┌──

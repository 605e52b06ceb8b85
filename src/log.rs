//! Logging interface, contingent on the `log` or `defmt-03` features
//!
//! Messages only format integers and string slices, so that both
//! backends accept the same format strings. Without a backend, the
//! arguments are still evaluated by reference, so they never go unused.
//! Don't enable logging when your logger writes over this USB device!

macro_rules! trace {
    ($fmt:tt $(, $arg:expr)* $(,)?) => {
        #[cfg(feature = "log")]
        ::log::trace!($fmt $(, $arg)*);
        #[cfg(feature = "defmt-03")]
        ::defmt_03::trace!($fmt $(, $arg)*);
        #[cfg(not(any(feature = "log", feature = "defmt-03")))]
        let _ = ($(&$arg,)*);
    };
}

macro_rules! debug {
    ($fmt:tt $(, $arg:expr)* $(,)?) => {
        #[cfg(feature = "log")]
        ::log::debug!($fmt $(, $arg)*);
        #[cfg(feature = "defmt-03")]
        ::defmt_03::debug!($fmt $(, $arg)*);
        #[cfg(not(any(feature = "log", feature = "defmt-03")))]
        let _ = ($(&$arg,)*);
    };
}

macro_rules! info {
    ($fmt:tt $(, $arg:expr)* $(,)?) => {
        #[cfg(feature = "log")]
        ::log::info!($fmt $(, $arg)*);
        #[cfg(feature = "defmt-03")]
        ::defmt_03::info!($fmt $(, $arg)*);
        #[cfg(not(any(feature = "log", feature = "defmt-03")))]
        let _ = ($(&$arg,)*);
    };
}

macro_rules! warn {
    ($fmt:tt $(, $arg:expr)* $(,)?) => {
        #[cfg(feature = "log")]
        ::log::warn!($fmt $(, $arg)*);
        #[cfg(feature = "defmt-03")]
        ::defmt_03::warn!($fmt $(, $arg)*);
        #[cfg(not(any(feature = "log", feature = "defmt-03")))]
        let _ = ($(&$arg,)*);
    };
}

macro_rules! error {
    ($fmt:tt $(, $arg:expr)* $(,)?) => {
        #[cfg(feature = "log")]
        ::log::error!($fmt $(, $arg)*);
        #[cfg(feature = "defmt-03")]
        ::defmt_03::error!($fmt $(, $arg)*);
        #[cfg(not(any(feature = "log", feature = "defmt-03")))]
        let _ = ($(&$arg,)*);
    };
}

└──

## EXERCISE OBJECTIVE
Find the string "trace" in the data. Report each line it appears in.

## WRITTEN ANSWER
macro_rules! trace {
        ::log::trace!($fmt $(, $arg)*);
        ::defmt_03::trace!($fmt $(, $arg)*);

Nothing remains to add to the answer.